=== Material for the task ===

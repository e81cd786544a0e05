//! Test modules relocated from implementation files.
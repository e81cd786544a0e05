//! Syntax tree nodes.

mod expr;
mod operators;
mod regex;
mod word;

pub use expr::{ArgList, Comprehension, Expr, ExprKind, NamedArg, PlaceExpr};
pub use operators::{AttrOp, BinaryOp, CompareOp, UnaryOp};
pub use regex::{
    ClassLiteralTerm, PerlClass, PosixClass, PrimitiveId, Regex, RepeatOp, Speck, SpeckId,
};
pub use word::{
    BracedVarSub, CommandSub, CommandSubKind, CompoundWord, DoubleQuoted, QuoteKind,
    ShArrayLiteral, SimpleVarSub, SingleQuoted, WordPart,
};
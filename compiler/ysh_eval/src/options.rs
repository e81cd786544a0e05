//! Evaluation-mode options and their scoped override stack.
//!
//! Every top-level expression evaluation pushes `COMMAND_SUB_ERREXIT` so that
//! a failing `$(cmd)` inside an expression aborts the expression. The push
//! happens through an [`OptionGuard`], which pops on drop: the stack is
//! restored on success, on error, and on unwinding alike.

use std::fmt;
use std::sync::Arc;

use bitflags::bitflags;
use parking_lot::RwLock;

bitflags! {
    /// Option flags in effect during expression evaluation.
    ///
    /// The evaluator itself reads only `COMMAND_SUB_ERREXIT`. The others are
    /// carried on the same stack for the word evaluator and executor, which
    /// read them through [`SharedOptions::is_set`].
    #[derive(Copy, Clone, Eq, PartialEq, Hash, Debug, Default)]
    pub struct ExprOptions: u8 {
        /// A failing command substitution is a fatal error.
        const COMMAND_SUB_ERREXIT = 1 << 0;
        /// Disallow implicit array-to-string conversion. Read by the word
        /// evaluator.
        const STRICT_ARRAY = 1 << 1;
        /// `@foo` splicing is enabled in words. Read by the executor.
        const PARSE_AT = 1 << 2;
    }
}

/// Base options plus a stack of scoped overrides.
#[derive(Clone, Debug, Default)]
pub struct OptionStack {
    base: ExprOptions,
    overrides: Vec<ExprOptions>,
}

impl OptionStack {
    pub fn new(base: ExprOptions) -> Self {
        OptionStack {
            base,
            overrides: Vec::new(),
        }
    }

    /// Options in effect.
    pub fn current(&self) -> ExprOptions {
        self.overrides.last().copied().unwrap_or(self.base)
    }

    /// Number of active overrides.
    pub fn depth(&self) -> usize {
        self.overrides.len()
    }

    /// Turn `flags` on until the matching [`pop`](Self::pop).
    pub fn push(&mut self, flags: ExprOptions) {
        let next = self.current() | flags;
        self.overrides.push(next);
    }

    pub fn pop(&mut self) -> Option<ExprOptions> {
        self.overrides.pop()
    }

    /// Replace the base options. Active overrides are kept.
    pub fn set_base(&mut self, base: ExprOptions) {
        self.base = base;
    }
}

/// Shared handle to an [`OptionStack`].
///
/// The evaluator and the process executor hold clones of the same handle so
/// that a command substitution can see the options in effect.
#[derive(Clone, Default)]
pub struct SharedOptions(Arc<RwLock<OptionStack>>);

impl SharedOptions {
    pub fn new(base: ExprOptions) -> Self {
        SharedOptions(Arc::new(RwLock::new(OptionStack::new(base))))
    }

    pub fn current(&self) -> ExprOptions {
        self.0.read().current()
    }

    pub fn is_set(&self, flag: ExprOptions) -> bool {
        self.current().contains(flag)
    }

    pub fn depth(&self) -> usize {
        self.0.read().depth()
    }

    pub fn set_base(&self, base: ExprOptions) {
        self.0.write().set_base(base);
    }

    /// Push `flags` for the lifetime of the returned guard.
    #[must_use = "the override is popped as soon as the guard is dropped"]
    pub fn push_scoped(&self, flags: ExprOptions) -> OptionGuard {
        self.0.write().push(flags);
        OptionGuard {
            options: self.clone(),
        }
    }
}

impl fmt::Debug for SharedOptions {
    fn fmt(&self, f: &mut fmt::Formatter<'_>) -> fmt::Result {
        write!(f, "SharedOptions({:?})", &*self.0.read())
    }
}

/// RAII guard returned by [`SharedOptions::push_scoped`].
pub struct OptionGuard {
    options: SharedOptions,
}

impl Drop for OptionGuard {
    fn drop(&mut self) {
        self.options.0.write().pop();
    }
}
//! Events carried by the in-process fan-out bus.

use serde::{Deserialize, Serialize};

use crate::person::Person;

/// A named channel on the bus.
#[derive(Debug, Clone, Copy, PartialEq, Eq, Hash, Serialize, Deserialize)]
#[serde(rename_all = "camelCase")]
pub enum Topic {
  PersonAdded,
}

/// A transient notification; exists only between publish and delivery.
#[derive(Debug, Clone, PartialEq, Eq, Serialize, Deserialize)]
#[serde(tag = "kind", content = "payload")]
pub enum DirectoryEvent {
  PersonAdded(Person),
}

impl DirectoryEvent {
  pub fn topic(&self) -> Topic {
    match self {
      Self::PersonAdded(_) => Topic::PersonAdded,
    }
  }
}
//! roster-server binary.
//!
//! Reads `config.toml` (or the path specified with `--config`) layered with
//! `ROSTER_*` environment variables, opens the configured store, and serves
//! the directory API over HTTP.
//!
//! # Password hash generation
//!
//! To generate the argon2 PHC string for `login_password_hash`:
//!
//! ```
//! cargo run -p roster-server -- --hash-password
//! ```

use std::path::{Path, PathBuf};

use anyhow::Context as _;
use argon2::{Argon2, PasswordHasher, password_hash::SaltString};
use clap::Parser;
use rand_core::OsRng;
use roster_core::{memory::MemoryStore, store::DirectoryStore};
use roster_server::{Backend, ServerConfig};
use roster_store_sqlite::SqliteStore;
use tokio::net::TcpListener;
use tracing::level_filters::LevelFilter;
use tracing_subscriber::EnvFilter;

#[derive(Parser)]
#[command(author, version, about = "Roster directory server")]
struct Cli {
  /// Path to the TOML configuration file.
  #[arg(short, long, default_value = "config.toml")]
  config: PathBuf,

  /// Print the argon2 hash for a password entered on stdin and exit.
  #[arg(long)]
  hash_password: bool,
}

#[tokio::main]
async fn main() -> anyhow::Result<()> {
  tracing_subscriber::fmt()
    .with_env_filter(
      EnvFilter::builder()
        .with_default_directive(LevelFilter::INFO.into())
        .from_env_lossy(),
    )
    .init();

  let cli = Cli::parse();

  if cli.hash_password {
    let password = read_password()?;
    let salt = SaltString::generate(&mut OsRng);
    let hash = Argon2::default()
      .hash_password(password.as_bytes(), &salt)
      .map_err(|e| anyhow::anyhow!("argon2 error: {e}"))?
      .to_string();
    println!("{hash}");
    return Ok(());
  }

  let config = ServerConfig::load(&cli.config).context("failed to load configuration")?;
  anyhow::ensure!(!config.jwt_secret.is_empty(), "jwt_secret must not be empty");

  match config.backend {
    Backend::Sqlite => {
      let store_path = expand_tilde(Path::new(&config.store_path));
      let store = SqliteStore::open(&store_path)
        .await
        .with_context(|| format!("failed to open store at {store_path:?}"))?;
      tracing::info!(path = ?store_path, "using sqlite store");
      serve(store, &config).await
    }
    Backend::Memory => {
      tracing::warn!("using in-memory store; data is lost on shutdown");
      serve(MemoryStore::new(), &config).await
    }
  }
}

async fn serve<S: DirectoryStore + 'static>(store: S, config: &ServerConfig) -> anyhow::Result<()> {
  let app = roster_server::app(roster_server::directory(store, config));
  let address = config.address();

  tracing::info!("Listening on http://{address}");
  let listener = TcpListener::bind(&address)
    .await
    .with_context(|| format!("failed to bind {address}"))?;

  axum::serve(listener, app).await.context("server error")?;

  Ok(())
}

/// Read a password from stdin.
fn read_password() -> anyhow::Result<String> {
  use std::io::{self, BufRead, Write};
  print!("Password: ");
  io::stdout().flush().ok();
  let mut line = String::new();
  io::stdin().lock().read_line(&mut line)?;
  Ok(line.trim_end_matches(['\n', '\r']).to_string())
}

/// Expand a leading `~` to the user's home directory.
fn expand_tilde(path: &Path) -> PathBuf {
  let s = path.to_string_lossy();
  if let Some(rest) = s.strip_prefix("~/")
    && let Ok(home) = std::env::var("HOME")
  {
    return PathBuf::from(home).join(rest);
  }
  path.to_path_buf()
}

===

The lines that contain the word "only" are wanted; copy each of them from the records.

• [Solved exercise]
    /// The evaluator itself reads only `COMMAND_SUB_ERREXIT`. The others are
/// A transient notification; exists only between publish and delivery.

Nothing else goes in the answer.